One effect of the “sexual liberation” decisions was the diversion of public attention and political effort from economic to social issues, a phenomenon noted both by the conservative Catholic Mary Ann Glendon and the cosmopolitan Marxist Eric Hobsbawm. At the beginning of the Industrial Revolution, Adam Smith noted in the neglected fifth book of his Wealth of Nations that in every society, there were two systems of morality, a licentious one among “men of wealth and fashion” and a severe one among the working classes, for whom sexual license would be ruinous. Our “men of wealth and fashion” in the media and courts have proliferated license to all classes. Periods of extreme license, as in the Restoration period in England, the French and Russian Revolutions, and the Weimar Republic, have usually been succeeded by periods of repression. The denial by Justice Stevens in an abortion case and by five justices in Obergefell of religion and morals as legitimate sources of law has fostered excess in other fields by enshrining situational ethics as a constitutional principle, notwithstanding Justice Holmes’ reminder, on the first page of his The Common Law, that “the law is the external expression of our moral life.”

There were other side effects to Doe and Roe. Justice Blackmun’s enthusiasm for abortion gave rise to his invention of the “commercial speech” doctrine to protect advertising by abortion clinics. This fostered the advertising of prescription drugs, the destruction of general and independent legal practice by specialist legal advertising, the erosion of the “fairness doctrine” for radio and television, Citizens’ United and the elimination of restrictions on campaign finance, including on expenditures by self-financed candidates, and the increasing questioning of SEC and FTC regulations.
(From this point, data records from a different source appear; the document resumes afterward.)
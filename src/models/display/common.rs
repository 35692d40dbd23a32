//! Common display utilities and helpers

/// Truncate string to max characters with ellipsis
pub fn truncate_string(s: &str, max_len: usize) -> String {
    if s.chars().count() <= max_len {
        s.to_string()
    } else {
        let kept: String = s.chars().take(max_len.saturating_sub(3)).collect();
        format!("{}...", kept)
    }
}

/// Render a flag as a check mark for tables
pub fn check(flag: bool) -> String {
    if flag { "✓".to_string() } else { String::new() }
}
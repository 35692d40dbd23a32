//! JSON output formatting

use chrono::Utc;
use serde::Serialize;

use crate::catalog::CacheInfo;

/// Envelope for JSON output
#[derive(Debug, Serialize)]
pub struct JsonOutput<T> {
    pub data: T,
    pub meta: Metadata,
}

/// Metadata included in JSON output
#[derive(Debug, Serialize)]
pub struct Metadata {
    /// RFC 3339 time the output was produced
    pub timestamp: String,

    /// CLI version
    pub version: String,

    /// Catalog state at the time of output. Listings taken while population
    /// is still running are partial, and this says so.
    #[serde(skip_serializing_if = "Option::is_none")]
    pub catalog: Option<CacheInfo>,
}

impl<T> JsonOutput<T> {
    pub fn new(data: T) -> Self {
        Self {
            data,
            meta: Metadata {
                timestamp: Utc::now().to_rfc3339(),
                version: env!("CARGO_PKG_VERSION").to_string(),
                catalog: None,
            },
        }
    }

    /// Attach the catalog state the data was read from.
    pub fn with_catalog(mut self, info: CacheInfo) -> Self {
        self.meta.catalog = Some(info);
        self
    }
}

impl<T: Serialize> JsonOutput<T> {
    pub fn to_pretty(&self) -> Result<String, serde_json::Error> {
        serde_json::to_string_pretty(self)
    }
}

/// Format data as pretty-printed JSON
pub fn format_json<T: Serialize + ?Sized>(data: &T) -> Result<String, serde_json::Error> {
    JsonOutput::new(data).to_pretty()
}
While enthusiasm for judicial lawmaking revived with Brown, it gained further impetus from Roe. Constitutional judicial activism is well-known, but less attention has been given to the statutory judicial activism founded on individualist free-market premises, which reinterpreted the Sherman Act to eliminate meaningful restrictions on retailing and media monopolies while “harmonizing” with the new orthodoxy statutes explicitly grounded in opposition to it: the Robinson-Patman Act, the fair trade laws, the Celler-Kefauver Act, and the Bank Merger Act. Some of the effusions of the prophets of the new dispensation, including Robert Bork and Aaron Director, would bring a blush to the cheek of David Ricardo. Even the corporate duty of loyalty limiting excessive officer compensation was eroded.

The effects of a decision to overturn Doe would be limited but significant. Abortion on demand will remain legal in many states, whose laws through migration will erode the laws of restrictive states, as with divorce. Laws like the recent Texas one will be repealed or amended rather quickly as notorious cases arise. Tolerance in the states of differing moral scruples may even set a good example for our foreign relations; Pope Francis has recently ascribed the American failure in Afghanistan to disregard of the claims of localism and religion. Benjamin Disraeli gave the same critique to the practices of the East India Company, which gave rise to the Indian Mutiny of 1857; the lighter hand he successfully recommended protracted British rule in India by 90 years. Our more extreme national politicians would no longer be able to raise money off the abortion issue, and might have to divert their attention to economics and foreign relations, the appropriate subjects of national politics. An increasing number of young women might, because of the uncertain availability of abortion, forswear the “hook-up” culture and restrict their favors to those who they can see themselves being married to. Some reduction in the illegitimacy rate and the feminization of poverty will surely result, as will improvement in political discourse when claims are addressed to legislatures rather than courts and are founded on social evidence, not on claims of absolute right.

George Liebmann is the president of the Library Company of the Baltimore Bar and the author of The Common Law Tradition: A Collective Portrait of Five Legal Scholars (Transaction Books) among other works.